#### Assignment
Write out the data below exactly, beginning with the first line and ending once the line that has "day at 00:00." is written.

#### Provided records
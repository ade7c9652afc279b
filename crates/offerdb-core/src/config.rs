use crate::app_config::{AppConfig, Environment};
use crate::ConfigError;

pub const DEFAULT_OFFERS_ENDPOINT: &str = "http://automobiles.honda.com/platform/api/v1/specials";

pub const DEFAULT_USER_AGENT: &str =
    "Mozilla/5.0 (Windows NT 10.0; Win64; x64; rv:109.0) Gecko/20100101 Firefox/117.0";

/// Every day at 00:00.
pub const DEFAULT_SCHEDULE: &str = "0 0 0 * * *";

/// Load application configuration from environment variables.
///
/// Calls `dotenvy::dotenv().ok()` to load `.env` files before reading env vars.
///
/// # Errors
///
/// Returns `ConfigError` if required env vars are missing or values are invalid.
pub fn load_app_config() -> Result<AppConfig, ConfigError> {
    dotenvy::dotenv().ok();
    load_app_config_from_env()
}

/// Load application configuration from environment variables already in the process.
///
/// Unlike [`load_app_config`], this does NOT load `.env` files.
///
/// # Errors
///
/// Returns `ConfigError` if required env vars are missing or values are invalid.
pub fn load_app_config_from_env() -> Result<AppConfig, ConfigError> {
    build_app_config(|key| std::env::var(key))
}

/// Build application configuration using the provided env-var lookup function.
///
/// Decoupled from the real environment so it can be tested with a plain
/// `HashMap` lookup.
fn build_app_config<F>(lookup: F) -> Result<AppConfig, ConfigError>
where
    F: Fn(&str) -> Result<String, std::env::VarError>,
{
    use std::path::PathBuf;

    let require = |var: &str| -> Result<String, ConfigError> {
        lookup(var).map_err(|_| ConfigError::MissingEnvVar(var.to_string()))
    };

    let or_default = |var: &str, default: &str| -> String {
        lookup(var).unwrap_or_else(|_| default.to_string())
    };

    let invalid = |var: &str, reason: String| ConfigError::InvalidEnvVar {
        var: var.to_string(),
        reason,
    };

    let parse_u32 = |var: &str, default: &str| -> Result<u32, ConfigError> {
        or_default(var, default)
            .parse::<u32>()
            .map_err(|e| invalid(var, e.to_string()))
    };

    let parse_u64 = |var: &str, default: &str| -> Result<u64, ConfigError> {
        or_default(var, default)
            .parse::<u64>()
            .map_err(|e| invalid(var, e.to_string()))
    };

    let database_url = require("DATABASE_URL")?;
    let env = parse_environment(&or_default("OFFERDB_ENV", "development"))?;
    let bind_addr = or_default("OFFERDB_BIND_ADDR", "0.0.0.0:8000")
        .parse::<std::net::SocketAddr>()
        .map_err(|e| invalid("OFFERDB_BIND_ADDR", e.to_string()))?;

    let log_level = or_default("OFFERDB_LOG_LEVEL", "info");
    let log_file = lookup("OFFERDB_LOG_FILE")
        .ok()
        .filter(|p| !p.trim().is_empty())
        .map(PathBuf::from);

    let db_max_connections = parse_u32("OFFERDB_DB_MAX_CONNECTIONS", "10")?;
    let db_min_connections = parse_u32("OFFERDB_DB_MIN_CONNECTIONS", "1")?;
    let db_acquire_timeout_secs = parse_u64("OFFERDB_DB_ACQUIRE_TIMEOUT_SECS", "10")?;

    let offers_endpoint = or_default("OFFERDB_OFFERS_ENDPOINT", DEFAULT_OFFERS_ENDPOINT);
    if !offers_endpoint.starts_with("http://") && !offers_endpoint.starts_with("https://") {
        return Err(invalid(
            "OFFERDB_OFFERS_ENDPOINT",
            format!("expected an http(s) URL, got \"{offers_endpoint}\""),
        ));
    }
    let user_agent = or_default("OFFERDB_USER_AGENT", DEFAULT_USER_AGENT);
    let request_timeout_secs = parse_u64("OFFERDB_REQUEST_TIMEOUT_SECS", "30")?;

    let max_workers = or_default("OFFERDB_MAX_WORKERS", "5")
        .parse::<usize>()
        .map_err(|e| invalid("OFFERDB_MAX_WORKERS", e.to_string()))?;
    if max_workers == 0 {
        return Err(invalid("OFFERDB_MAX_WORKERS", "must be at least 1".into()));
    }
    let region_timeout_secs = parse_u64("OFFERDB_REGION_TIMEOUT_SECS", "300")?;
    let schedule = or_default("OFFERDB_SCHEDULE", DEFAULT_SCHEDULE);

    Ok(AppConfig {
        database_url,
        env,
        bind_addr,
        log_level,
        log_file,
        db_max_connections,
        db_min_connections,
        db_acquire_timeout_secs,
        offers_endpoint,
        user_agent,
        request_timeout_secs,
        max_workers,
        region_timeout_secs,
        schedule,
    })
}

/// Parse a string into an `Environment` variant.
///
/// # Errors
///
/// Returns [`ConfigError::InvalidEnvVar`] for anything other than
/// `development`, `test`, or `production`.
fn parse_environment(s: &str) -> Result<Environment, ConfigError> {
    match s {
        "development" => Ok(Environment::Development),
        "test" => Ok(Environment::Test),
        "production" => Ok(Environment::Production),
        other => Err(ConfigError::InvalidEnvVar {
            var: "OFFERDB_ENV".to_string(),
            reason: format!("unknown environment \"{other}\""),
        }),
    }
}

#[cfg(test)]
#[path = "config_test.rs"]
mod tests;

#### Task response
repository ade7c9652afc279b
filename crates/offerdb-core/src/config.rs
use crate::app_config::{AppConfig, Environment};
use crate::ConfigError;

pub const DEFAULT_OFFERS_ENDPOINT: &str = "http://automobiles.honda.com/platform/api/v1/specials";

pub const DEFAULT_USER_AGENT: &str =
    "Mozilla/5.0 (Windows NT 10.0; Win64; x64; rv:109.0) Gecko/20100101 Firefox/117.0";

/// Every day at 00:00.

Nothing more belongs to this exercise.